O edifício foi construído graças à participação de um mecenas. Joaquim Ferreira dos Santos, Conde de Ferreira, era um antigo emigrante em África e no Brasil, onde angariou imensa fortuna. Tendo testemunhado as dificuldades passadas pelos seus patrícios em terra estranha, bons trabalhadores mas analfabetos, incapazes de enviar meia-duzia de letras à família que em Portugal aguardava ansiosamente notícias, quando regressou ao seu país legou em testamento um fundo para a construção de 120 Escolas Primárias. Em todas elas foi inserida a data 24 de Março de 1866, dia da sua morte. Encontra-se sepultado no Cemitério de Agramonte, num mausoléu construído pelo escultor Soares dos Reis.
Em 10 de Setembro de 1867, realizou-se o lançamento da primeira pedra para a construção. Em termos monetários, contabilizava-se 1200$000 (mil reis) da Fundação Conde de Ferreira; 800$000 (mil reis) doados pela Confraria do Santíssimo Sacramento e o restante, da responsabilidade da Câmara Municipal.
(Dados históricos destinados a facilitar a quem pretenda conhecer melhor Condeixa, a inclusão nestes exercícios de memória têm apenas o valor da informação que se pode obter em trabalhos literários, nomeadamente “Condeixa-a-Nova, de Augusto dos Santos Conceição” e “Subsídios Para a História de Condeixa-de Fernando de Sá Viana Rebelo e Isac Pinto.)
A Escola, no meu tempo era dirigida por dois professores: João Correia e António Mateus.

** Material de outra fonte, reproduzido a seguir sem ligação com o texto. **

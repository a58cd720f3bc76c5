use std::fs::File;
use std::io::{BufWriter, Write};
use std::path::PathBuf;

/// Writes the requests and responses of each game to
/// `game_000001.json`, `game_000002.json`, ... in a directory.
pub struct Recorder {
    num: usize,
    directory: PathBuf,
    requests: Vec<RequestToPlayer>,
}

impl Recorder {
    pub fn new(directory: PathBuf) -> anyhow::Result<Self> {
        if !directory.is_dir() {
            anyhow::bail!("Directory '{}' does not exist", directory.display());
        }
        Ok(Self {
            num: 1,
            directory,
            requests: Vec::new(),
        })
    }

    /// `request` and `response` must each be a single JSON value.
    pub fn store_request(&mut self, player: &str, request: String, response: String) {
        self.requests.push(RequestToPlayer {
            player: String::from(player),
            request,
            response,
        });
    }

    // The stored request and response are already JSON, so they are written
    // as they are instead of being serialized again as strings.
    pub fn write_game_recording(&mut self) -> anyhow::Result<PathBuf> {
        let filepath = self.directory.join(format!("game_{:0>6}.json", self.num));
        let mut writer = BufWriter::new(File::create(&filepath)?);
        write!(writer, "[")?;
        for (idx, req) in std::mem::take(&mut self.requests).into_iter().enumerate() {
            if idx > 0 {
                write!(writer, ",")?;
            }
            write!(
                writer,
                "\n  {{\n    \"player\": {},\n    \"request\": {},\n    \"response\": {}\n  }}",
                serde_json::to_string(&req.player)?,
                req.request,
                req.response
            )?;
        }
        write!(writer, "\n]")?;
        writer.flush()?;
        self.num += 1;
        Ok(filepath)
    }
}

/// One entry of a game recording.
pub struct RequestToPlayer {
    pub player: String,
    pub request: String,
    pub response: String,
}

Em 1946 faleceu João Correia e foi substituído por António de Jesus Pita.
O que é que se pode mais dizer sobre a Escola? Os anos da infância, são, incontestavelmente, os melhores da vida de uma pessoa. Os problemas resumem-se a conseguir cumprir as determinações dos pais, professores e outros agentes de formação. Mas no meu tempo, as preocupações eram substancialmente acrescidas com o medo de desagradar aos mestres. Porque os castigos eram pesados. Por exemplo: no ditado, cada erro correspondia a uma reguada. Esta, já não era a falada “menina dos cinco olhos”, mas apenas uma vulgar tábua que doía que se fartava, ao bater com toda a força na palma das mãos! Os cachopos de vez em quando inventavam meios de minorar a dor, coisas que, diga-se de passagem, não surtiam qualquer efeito. Lembro-me de uma hipótese que consistia em colocar na mão uma crina de cavalo, crendo a criança que isto provocava a quebra da régua. O pior era se o professor descobria o inocente e ineficaz estratagema, pois redobrava a pena a aplicar.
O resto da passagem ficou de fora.